Dario, Marco, Graham and Danica. I'd like to see Dario come back to IndyCar stronger than ever, I'd like to see Marco live up to the promise with a breakout season, I'd like to see Graham Rahal do the same, and I'd like to see Danica win on a road course this year (I'd also like to see her become the first woman to win the Indianapolis 500). We'll see, because they'll all be chasing Scott Dixon - again.

One more great season for Jeff. He's had an absolutely superb career and has to be considered one of America's all-time great drivers, but I'd like to see Jeff Gordon put together one more memorable run for the championship before he hangs it up for good.

Four in a row for Jimmie? Is four NASCAR championships in a row for Jimmie Johnson impossible? No. Is it probable? I wouldn't bet on it. But if he and his team pull it off it would be one of the most glorious achievements in racing history.

A resurrected Trans-Am? I've seen the plans and the rumblings, but if there isn't direct factory involvement by GM and Ford then it will be a non-starter. The glory years of Trans-Am happened because of the factories, and anything less than that kind of involvement will result in a series not worthy of the name.

In general, the 2009 motorsports year will be challenging for a lot of reasons, but at any rate here's to a great - and safe - racing season, one filled with memorable races and historical achievements and just plain more fun, which should be the point to all of this at the end of the day anyway.


Publisher's Note: As part of our continuing series celebrating the "Glory Days" of racing, we're proud to present another noteworthy image from the Ford Racing Archives. - PMD

(Ford Racing Archives)
Le Mans, France, 1966. The Dan Gurney/Jerry Grant Shelby American Ford Mark II in the pits at the 24 Hours of Le Mans. Eight of the big-block 427 Ford GTs were entered by three factory-backed Ford teams: Alan Mann Racing from England, Holman & Moody and of course, Shelby American. The Ford Mark IIs had already won at the 24 Hours of Daytona and 12 Hours of Sebring earlier in the season (with Ken Miles the lead driver in both wins), so expectations were high for Le Mans. Ferrari was no match for the Ford onslaught that year, as Henry Ford II basically gave the racing program a blank check to win - or else.
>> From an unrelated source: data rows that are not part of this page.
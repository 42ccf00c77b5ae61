use std::sync::Arc;

use rocket::Request;
use rocket::http::Status;
use rocket::request::{FromRequest, Outcome};
use rocket::response::status::Custom;
use rocket::serde::json::Json;
use serde_json::{Value, json};
use sqlx::SqlitePool;

use crate::auth::SESSION_COOKIE;
use crate::auth::session::SessionStore;
use crate::db::get_user;

use super::User;

/// Session guard for every data-access endpoint: resolves the session cookie
/// to a known user or short-circuits with 401 before any store operation.
#[rocket::async_trait]
impl<'r> FromRequest<'r> for User {
    type Error = ();

    async fn from_request(request: &'r Request<'_>) -> Outcome<Self, Self::Error> {
        let auth_span = tracing::info_span!("session_guard");
        let _guard = auth_span.enter();

        let token = request
            .cookies()
            .get_private(SESSION_COOKIE)
            .map(|c| c.value().to_string());

        let token = match token {
            Some(token) => token,
            _ => return Outcome::Error((Status::Unauthorized, ())),
        };

        let sessions = match request.rocket().state::<Arc<dyn SessionStore>>() {
            Some(sessions) => sessions,
            _ => {
                tracing::error!("Session store not found in managed state");
                return Outcome::Error((Status::InternalServerError, ()));
            }
        };

        let db = match request.rocket().state::<SqlitePool>() {
            Some(pool) => pool,
            _ => {
                tracing::error!("Database pool not found in managed state");
                return Outcome::Error((Status::InternalServerError, ()));
            }
        };

        let session = match sessions.validate(&token).await {
            Ok(session) => session,
            Err(err) => {
                tracing::warn!(error = ?err, "Rejected session token");
                return Outcome::Error((Status::Unauthorized, ()));
            }
        };

        match get_user(db, session.user_id).await {
            Ok(user) => {
                tracing::info!(username = %user.username, "User authenticated via session token");
                Outcome::Success(user)
            }
            Err(err) => {
                tracing::error!(user_id = %session.user_id, error = ?err, "Failed to fetch user for valid session");
                Outcome::Error((Status::Unauthorized, ()))
            }
        }
    }
}

#[catch(401)]
pub fn unauthorized_api(_req: &Request) -> Custom<Json<Value>> {
    Custom(
        Status::Unauthorized,
        Json(json!({ "message": "Not authenticated" })),
    )
}
use chrono::{NaiveDateTime, Utc};
use rand::{Rng, distr::Alphanumeric};
use rocket::http::{Cookie, CookieJar, SameSite};
use sqlx::SqlitePool;
use tracing::{info, instrument};

use crate::error::AppError;

pub const SESSION_COOKIE: &str = "session_token";

/// Fixed absolute session lifetime. There is no sliding expiration: a session
/// dies 24 hours after login regardless of activity.
pub const SESSION_TTL_HOURS: i64 = 24;

#[derive(Debug, Clone)]
pub struct Session {
    pub user_id: i64,
    pub token: String,
    pub expires_at: NaiveDateTime,
}

impl Session {
    pub fn generate_token() -> String {
        rand::rng()
            .sample_iter(&Alphanumeric)
            .take(48)
            .map(char::from)
            .collect()
    }

    pub fn is_valid(&self) -> bool {
        self.expires_at > Utc::now().naive_utc()
    }
}

#[derive(sqlx::FromRow, Clone)]
pub struct DbSession {
    pub user_id: Option<i64>,
    pub token: Option<String>,
    pub expires_at: Option<NaiveDateTime>,
}

impl From<DbSession> for Session {
    fn from(session: DbSession) -> Self {
        Self {
            user_id: session.user_id.unwrap_or_default(),
            token: session.token.unwrap_or_default(),
            expires_at: session.expires_at.unwrap_or_default(),
        }
    }
}

/// Server-side session state keyed by an opaque token. The backing store is
/// swappable without touching the auth contract.
#[rocket::async_trait]
pub trait SessionStore: Send + Sync {
    /// Creates a session for the user and returns it, token included.
    async fn create(&self, user_id: i64, expires_at: NaiveDateTime) -> Result<Session, AppError>;

    /// Resolves a token to a live session. Unknown and expired tokens both
    /// fail with an authentication error.
    async fn validate(&self, token: &str) -> Result<Session, AppError>;

    /// Tears down the session for the token. Destroying an unknown token is
    /// not an error.
    async fn destroy(&self, token: &str) -> Result<(), AppError>;

    /// Removes expired sessions, returning how many were dropped.
    async fn purge_expired(&self) -> Result<u64, AppError>;
}

pub struct DbSessionStore {
    pool: SqlitePool,
}

impl DbSessionStore {
    pub fn new(pool: SqlitePool) -> Self {
        Self { pool }
    }
}

#[rocket::async_trait]
impl SessionStore for DbSessionStore {
    #[instrument(skip(self))]
    async fn create(&self, user_id: i64, expires_at: NaiveDateTime) -> Result<Session, AppError> {
        info!("Creating user session");

        let token = Session::generate_token();

        sqlx::query("INSERT INTO user_sessions (user_id, token, expires_at) VALUES (?, ?, ?)")
            .bind(user_id)
            .bind(&token)
            .bind(expires_at)
            .execute(&self.pool)
            .await?;

        Ok(Session {
            user_id,
            token,
            expires_at,
        })
    }

    #[instrument(skip_all)]
    async fn validate(&self, token: &str) -> Result<Session, AppError> {
        let row = sqlx::query_as::<_, DbSession>(
            "SELECT user_id, token, expires_at FROM user_sessions WHERE token = ?",
        )
        .bind(token)
        .fetch_optional(&self.pool)
        .await?;

        let session = match row {
            Some(row) => Session::from(row),
            _ => return Err(AppError::Authentication("Invalid session token".to_string())),
        };

        if !session.is_valid() {
            return Err(AppError::Authentication("Session expired".to_string()));
        }

        Ok(session)
    }

    #[instrument(skip_all)]
    async fn destroy(&self, token: &str) -> Result<(), AppError> {
        info!("Invalidating session");

        sqlx::query("DELETE FROM user_sessions WHERE token = ?")
            .bind(token)
            .execute(&self.pool)
            .await?;

        Ok(())
    }

    #[instrument(skip(self))]
    async fn purge_expired(&self) -> Result<u64, AppError> {
        let now = Utc::now().naive_utc();

        let result = sqlx::query("DELETE FROM user_sessions WHERE expires_at < ?")
            .bind(now)
            .execute(&self.pool)
            .await?;

        Ok(result.rows_affected())
    }
}

/// Binds a freshly created session to the client. HTTP-only and Lax always;
/// transport-secure only under the production profile.
pub fn add_session_cookie(cookies: &CookieJar<'_>, token: String) {
    let cookie = Cookie::build((SESSION_COOKIE, token))
        .http_only(true)
        .same_site(SameSite::Lax)
        .secure(is_production())
        .max_age(rocket::time::Duration::hours(SESSION_TTL_HOURS));

    cookies.add_private(cookie);
}

pub fn remove_session_cookie(cookies: &CookieJar<'_>) {
    cookies.remove_private(Cookie::build(SESSION_COOKIE));
}

fn is_production() -> bool {
    dotenvy::var("ROCKET_PROFILE").unwrap_or_default() == "production"
}
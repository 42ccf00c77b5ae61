use serde::Serialize;

/// An authenticated identity. Local accounts carry a bcrypt hash in the
/// store; GitHub-linked accounts carry a github_id. A row always has at
/// least one of the two.
#[derive(Debug, Serialize, Clone)]
pub struct User {
    pub id: i64,
    pub username: String,
    pub github_id: Option<String>,
}

#[derive(sqlx::FromRow, Clone)]
pub struct DbUser {
    pub id: Option<i64>,
    pub username: Option<String>,
    pub github_id: Option<String>,
}

impl From<DbUser> for User {
    fn from(user: DbUser) -> Self {
        Self {
            id: user.id.unwrap_or_default(),
            username: user.username.unwrap_or_default(),
            github_id: user.github_id,
        }
    }
}
pub mod api;
pub mod utils;
//! Wordlist output.

use crate::error::{Error, Result};
use std::io::{BufWriter, Write};
use std::path::Path;
use tempfile::NamedTempFile;
use tracing::info;

/// A progress line is logged every this many words.
pub const PROGRESS_INTERVAL: usize = 10_000;

/// Write at most `max_words` words to `path`, one per line.
///
/// The list is written to a temporary file in the same directory and renamed
/// into place once complete. Returns the number of words written.
pub fn write_wordlist<I>(words: I, path: &Path, max_words: usize) -> Result<usize>
where
    I: IntoIterator<Item = String>,
{
    let dir = match path.parent() {
        Some(parent) if !parent.as_os_str().is_empty() => parent,
        _ => Path::new("."),
    };
    let mut temp = NamedTempFile::new_in(dir).map_err(|e| Error::io(dir, e))?;

    let mut count = 0;
    {
        let mut writer = BufWriter::new(temp.as_file_mut());
        for word in words.into_iter().take(max_words) {
            writeln!(writer, "{word}").map_err(|e| Error::io(path, e))?;
            count += 1;
            if count % PROGRESS_INTERVAL == 0 {
                info!(count, "written words so far");
            }
        }
        writer.flush().map_err(|e| Error::io(path, e))?;
    }

    temp.persist(path).map_err(|e| Error::io(path, e.error))?;
    info!(count, path = %path.display(), "wordlist saved");
    Ok(count)
}

#[cfg(test)]
mod tests {
    use super::*;

    #[test]
    fn writes_one_word_per_line() {
        let dir = tempfile::tempdir().unwrap();
        let path = dir.path().join("out.txt");

        let written = write_wordlist(vec!["amir".to_string(), "Amir1999".to_string()], &path, 10).unwrap();
        assert_eq!(written, 2);
        assert_eq!(std::fs::read_to_string(&path).unwrap(), "amir\nAmir1999\n");
    }

    #[test]
    fn stops_at_max_words() {
        let dir = tempfile::tempdir().unwrap();
        let path = dir.path().join("out.txt");

        let words = (0..100).map(|i| format!("word{i}"));
        assert_eq!(write_wordlist(words, &path, 3).unwrap(), 3);
        assert_eq!(std::fs::read_to_string(&path).unwrap().lines().count(), 3);
    }

    #[test]
    fn empty_input_leaves_an_empty_file() {
        let dir = tempfile::tempdir().unwrap();
        let path = dir.path().join("empty.txt");

        assert_eq!(write_wordlist(Vec::new(), &path, 10).unwrap(), 0);
        assert_eq!(std::fs::read_to_string(&path).unwrap(), "");
    }

    #[test]
    fn missing_directory_is_an_error() {
        let dir = tempfile::tempdir().unwrap();
        let path = dir.path().join("missing").join("out.txt");
        assert!(matches!(write_wordlist(Vec::new(), &path, 10), Err(Error::Io { .. })));
    }
}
The Ferrari challenge had evaporated with less than three hours to go, so the flying Fords were steaming to the finish with the Ken Miles/Denny Hulme Shelby American-entered Mark II leading, followed by the Shelby team car of Bruce McLaren/Chris Amon on the same lap. Ronnie Bucknum and Dick Hutcherson were third in a Holman & Moody entry, but they were a distant twelve laps behind. Then, it got all screwed up. Ford minions insisted on an orchestrated finish for the PR photo that would go around the world, because a 1-2-3 Ford triumph at the world's most prestigious endurance race would be big-time news. Bruce McLaren followed closely behind Miles at the finish with Ronnie Bucknum trailing, as everyone expected the outcome to be a win for the Miles/Hulme entry. But the ACO - the organizing entity of the event - declared that the McLaren/Amon Ford had actually won the race because it covered more distance during the 24 hours, having started lower in the field than the Miles/Hulme machine. It turned out to be the closest finish in the history of the event, but it remained the most bitterly disappointing moment in Ken Miles racing career. Miles was the straw that stirred the drink at Shelby American, and his development work on their team cars - from the Cobra days to the Ford GT days - was legendary. Having already won at Daytona and Sebring that year, Le Mans was to be the crowning achievement for Miles in motorsport. Alas it was not to be.